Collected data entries
========================================
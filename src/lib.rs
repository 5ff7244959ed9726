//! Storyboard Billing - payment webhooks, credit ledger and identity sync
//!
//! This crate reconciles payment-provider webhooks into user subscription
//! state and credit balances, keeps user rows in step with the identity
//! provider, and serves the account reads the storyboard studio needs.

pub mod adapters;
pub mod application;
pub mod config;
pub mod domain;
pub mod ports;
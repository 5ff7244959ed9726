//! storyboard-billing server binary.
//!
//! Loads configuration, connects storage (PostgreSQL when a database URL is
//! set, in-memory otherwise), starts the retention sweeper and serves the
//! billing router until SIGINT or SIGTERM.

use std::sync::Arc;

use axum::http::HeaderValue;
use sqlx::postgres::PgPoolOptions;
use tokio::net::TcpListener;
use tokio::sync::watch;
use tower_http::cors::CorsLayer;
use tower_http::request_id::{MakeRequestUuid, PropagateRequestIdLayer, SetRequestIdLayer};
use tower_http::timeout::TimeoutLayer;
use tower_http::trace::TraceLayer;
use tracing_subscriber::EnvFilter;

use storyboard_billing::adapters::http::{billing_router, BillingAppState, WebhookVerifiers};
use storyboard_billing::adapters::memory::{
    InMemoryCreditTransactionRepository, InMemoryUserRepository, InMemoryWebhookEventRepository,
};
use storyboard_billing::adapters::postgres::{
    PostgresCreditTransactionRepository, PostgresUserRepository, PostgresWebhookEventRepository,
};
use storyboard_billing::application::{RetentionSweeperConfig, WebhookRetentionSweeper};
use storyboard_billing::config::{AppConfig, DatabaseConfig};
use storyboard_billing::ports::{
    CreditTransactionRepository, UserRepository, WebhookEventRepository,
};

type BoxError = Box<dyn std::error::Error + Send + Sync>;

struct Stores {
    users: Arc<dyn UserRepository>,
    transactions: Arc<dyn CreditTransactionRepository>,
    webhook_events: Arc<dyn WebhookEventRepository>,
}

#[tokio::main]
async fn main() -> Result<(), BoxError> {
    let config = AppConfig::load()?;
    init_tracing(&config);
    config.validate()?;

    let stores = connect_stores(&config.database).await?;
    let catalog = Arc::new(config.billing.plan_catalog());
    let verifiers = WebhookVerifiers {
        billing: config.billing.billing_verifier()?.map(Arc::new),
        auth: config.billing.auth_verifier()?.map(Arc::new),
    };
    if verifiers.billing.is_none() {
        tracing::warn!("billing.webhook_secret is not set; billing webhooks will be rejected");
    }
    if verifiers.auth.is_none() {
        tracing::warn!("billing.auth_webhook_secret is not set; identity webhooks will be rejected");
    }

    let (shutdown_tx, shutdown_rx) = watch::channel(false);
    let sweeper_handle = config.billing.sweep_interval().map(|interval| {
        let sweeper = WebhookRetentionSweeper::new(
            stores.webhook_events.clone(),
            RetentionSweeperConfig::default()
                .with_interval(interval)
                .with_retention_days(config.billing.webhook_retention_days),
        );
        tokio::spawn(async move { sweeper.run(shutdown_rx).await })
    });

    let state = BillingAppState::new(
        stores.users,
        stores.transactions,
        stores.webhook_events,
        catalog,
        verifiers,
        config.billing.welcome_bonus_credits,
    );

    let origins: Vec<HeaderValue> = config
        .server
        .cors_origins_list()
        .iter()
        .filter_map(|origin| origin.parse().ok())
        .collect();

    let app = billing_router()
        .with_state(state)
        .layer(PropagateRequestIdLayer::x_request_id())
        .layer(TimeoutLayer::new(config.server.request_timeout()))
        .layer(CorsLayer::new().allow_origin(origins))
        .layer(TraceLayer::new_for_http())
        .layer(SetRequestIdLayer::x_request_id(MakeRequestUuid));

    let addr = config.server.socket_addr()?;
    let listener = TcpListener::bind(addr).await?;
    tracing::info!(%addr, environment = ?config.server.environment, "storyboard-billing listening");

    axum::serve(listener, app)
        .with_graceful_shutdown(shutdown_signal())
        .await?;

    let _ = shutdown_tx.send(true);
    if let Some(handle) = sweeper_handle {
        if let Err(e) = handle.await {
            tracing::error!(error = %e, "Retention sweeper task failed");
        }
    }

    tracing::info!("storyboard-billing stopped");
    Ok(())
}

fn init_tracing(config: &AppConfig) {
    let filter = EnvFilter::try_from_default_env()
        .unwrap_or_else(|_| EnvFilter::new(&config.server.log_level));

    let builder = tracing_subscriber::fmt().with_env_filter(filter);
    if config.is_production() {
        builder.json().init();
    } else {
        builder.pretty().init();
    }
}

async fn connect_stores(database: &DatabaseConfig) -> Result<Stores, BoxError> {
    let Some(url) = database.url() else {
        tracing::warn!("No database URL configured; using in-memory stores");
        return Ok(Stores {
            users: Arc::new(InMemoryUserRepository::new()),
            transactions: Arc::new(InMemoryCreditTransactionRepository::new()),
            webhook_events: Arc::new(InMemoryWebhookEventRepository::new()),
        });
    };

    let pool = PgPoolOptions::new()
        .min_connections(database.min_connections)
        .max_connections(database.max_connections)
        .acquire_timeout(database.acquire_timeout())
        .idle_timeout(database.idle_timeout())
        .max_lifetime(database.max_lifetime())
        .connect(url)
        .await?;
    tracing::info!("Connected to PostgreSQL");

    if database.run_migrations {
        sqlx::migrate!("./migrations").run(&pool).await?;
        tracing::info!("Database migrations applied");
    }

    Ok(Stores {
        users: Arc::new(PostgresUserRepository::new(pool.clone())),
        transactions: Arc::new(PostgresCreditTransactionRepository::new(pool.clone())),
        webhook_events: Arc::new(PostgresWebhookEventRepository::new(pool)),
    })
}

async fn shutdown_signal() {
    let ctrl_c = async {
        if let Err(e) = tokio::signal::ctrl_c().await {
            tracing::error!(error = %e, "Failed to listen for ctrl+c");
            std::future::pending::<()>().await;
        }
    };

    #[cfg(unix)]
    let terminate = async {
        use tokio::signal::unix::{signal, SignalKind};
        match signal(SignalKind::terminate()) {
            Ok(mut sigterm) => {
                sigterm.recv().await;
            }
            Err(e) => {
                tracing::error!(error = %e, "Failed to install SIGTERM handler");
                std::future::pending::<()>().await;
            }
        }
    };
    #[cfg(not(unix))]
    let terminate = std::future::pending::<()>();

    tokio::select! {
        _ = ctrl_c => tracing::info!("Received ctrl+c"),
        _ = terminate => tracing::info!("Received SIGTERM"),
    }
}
========================================
* _Directions for this task_:
Write out each line above with the word "builder".

* _Your solution_:
    let builder = tracing_subscriber::fmt().with_env_filter(filter);
        builder.json().init();
        builder.pretty().init();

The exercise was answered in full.